§ **YOUR TASK**
Extract each record and reproduce it exactly.
□ □ □ □
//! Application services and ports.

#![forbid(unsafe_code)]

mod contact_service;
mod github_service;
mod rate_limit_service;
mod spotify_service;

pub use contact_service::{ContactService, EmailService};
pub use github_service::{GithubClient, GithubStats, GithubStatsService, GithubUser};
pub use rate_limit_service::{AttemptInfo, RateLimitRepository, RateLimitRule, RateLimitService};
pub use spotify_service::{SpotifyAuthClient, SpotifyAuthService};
□ □ □ □
§ **OUTPUT**
//! Application services and ports.

#![forbid(unsafe_code)]

mod contact_service;
mod github_service;
mod rate_limit_service;
mod spotify_service;

pub use contact_service::{ContactService, EmailService};
pub use github_service::{GithubClient, GithubStats, GithubStatsService, GithubUser};
pub use rate_limit_service::{AttemptInfo, RateLimitRepository, RateLimitRule, RateLimitService};
pub use spotify_service::{SpotifyAuthClient, SpotifyAuthService};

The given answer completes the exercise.